İçimizde çeşitli guruplar vardı, her gurubun bir lideri olurdu, bunların en üstünde ben vardım. Sokak Çocukları Derneğinde bile gurubumuz vardı. Mühim olan bunları bir araya getirmekti, kolay iş değildi ama başardık.

 

-1996 senesinde oluşturduğunuz tribün gurubu ve siz 2007 yılında tribünlerden ayrıldınız. Sebep ne idi?

Bu dönem Saffet Sancaklı kulübü aldıktan 1 sene sonra sona erdi. Saffet Sancaklı parasal problemleri olduğunu artık taraftarlara destek verecek durumu olmadığını söyleyerek önce otobüslerimizi kesti. Biz arkadaşlarla kulübü 1. lige çıkarmak için otobüsleri kendi imkanlarımız ile kaldırmaya karar verdik. Sonradan büyük bir ihtimalle federasyonun da baskısı ile maç biletlerini de karşılayamayacağını söylediğinde, bizde bir müddet kendi biletimizi alarak maçlara girmeye başladık ama bu, gün geçtikçe sayıyı azaltıyordu, bu yüzden saha avantajımızı da kullanamıyorduk. Ertesi sezon Sancaklı bizimle birlikte olmak istemediğini söyledi, bizde yorulmuştuk, bırakmak durumunda kaldık. Kulüp bir gurup istiyorsa buna destek vermelidir.

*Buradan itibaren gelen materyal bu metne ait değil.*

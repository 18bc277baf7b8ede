
mod common;

use marlin::*;
use common::*;
use quickcheck::TestResult;
use quickcheck_macros::quickcheck;

fn polygon(pts: &[(u16, u16)]) -> Path {
    let pts: Vec<(f64, f64)> = pts.iter()
        .map(|&(x, y)| (f64::from(x) / 256.0 - 20.0, f64::from(y) / 300.0 - 10.0))
        .collect();
    let mut path = Path::new();
    path.polygon(&pts);
    path
}

#[quickcheck]
fn typical_alpha_matches_tile_content(pts: Vec<(u16, u16)>, even_odd: bool) -> TestResult {
    if pts.len() < 3 || pts.len() > 24 {
        return TestResult::discard();
    }
    try_init_logger_for_default_harness();
    let pool = RendererContextPool::default();
    let rule = if even_odd { FillingRule::EvenOdd } else { FillingRule::NonZero };
    let mut gen = pool.rasterize(&polygon(&pts), rule, clip(200, 200)).unwrap();
    check_tiles(&mut gen);
    gen.dispose();
    TestResult::passed()
}

#[quickcheck]
fn even_odd_never_exceeds_non_zero(pts: Vec<(u16, u16)>) -> TestResult {
    if pts.len() < 3 || pts.len() > 24 {
        return TestResult::discard();
    }
    let pool = RendererContextPool::default();
    let path = polygon(&pts);
    let nz = render_mask(&pool, &path, FillingRule::NonZero, 200, 200);
    let eo = render_mask(&pool, &path, FillingRule::EvenOdd, 200, 200);
    TestResult::from_bool(nz.data.iter().zip(eo.data.iter()).all(|(a, b)| a >= b))
}

#[quickcheck]
fn coverage_stays_inside_bbox(pts: Vec<(u16, u16)>) -> TestResult {
    if pts.len() < 3 || pts.len() > 24 {
        return TestResult::discard();
    }
    let pool = RendererContextPool::default();
    let path = polygon(&pts);
    let gen = pool.rasterize(&path, FillingRule::NonZero, clip(200, 200)).unwrap();
    let [x0, y0, x1, y1] = gen.bbox();
    gen.dispose();
    let mask = render_mask(&pool, &path, FillingRule::NonZero, 200, 200);
    for y in 0 .. 200 {
        for x in 0 .. 200 {
            let (xi, yi) = (x as i32, y as i32);
            if (xi < x0 || xi >= x1 || yi < y0 || yi >= y1) && mask.get(x, y) != 0 {
                return TestResult::failed();
            }
        }
    }
    TestResult::passed()
}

Ömer Sarıalioğlu kulübü aldıktan sonra kendisi ile de görüştük. Yeni bir vizyon yakalayalım diye. Ama kendisi taraftar gurubu istemediğini söyledi. Şöyle bir algı oluşmuştu, İstanbulspor bir sempati takımı olsun, taraftarı olmasın, çıksın oynasın maç kazansın. Benim mantığıma göre taraftar desteği olmadan başarılı olunmaz. İstanbulspor taraftarı bağırınca sanki rakip takım taraftarını galeyana getiriyor gibi bir mantık oluşmuştu. Bunu yüzümüze söylemeseler de, bizim anladığımız buydu. Bu girişimimiz den de sonuç alamadığımızdan tamamen elimizi ayağımızı çektik.

– Sizin döneminizde taraftar ürünlerini nasıl bulabiliyordunuz?

Taraftar ürünleri yok gibi idi, yani yoktu. Biz kendimiz yaptırıyorduk. Tribünlerde şimdi şov yapıyorlar, koreografi dedikleri, arkadaşlarımız var biliyorum çok para harcanıyor bu tip işlere, bence bu paraların taraftarlara harcanması gerekir. Bizim zamanımızda Adnan Sezgin Bey taraftarlara hiç para harcamadı. Biz yaptırıyorduk, o tribünün cefasını çekenlere de ücretsiz veriyorduk. Mesela atkıyı hak etmek için deplasmana gelmek gerekiyordu. Biraz daha cefa çekenlere de eşofman üstü falan veriyorduk. Kulüp nadir olarak tribün için büyük bayraklar yaptırıyordu. Aslında daha görsel bir tribünün olması için kulübünde taraftar ürünleri yaptırması gerekirdi.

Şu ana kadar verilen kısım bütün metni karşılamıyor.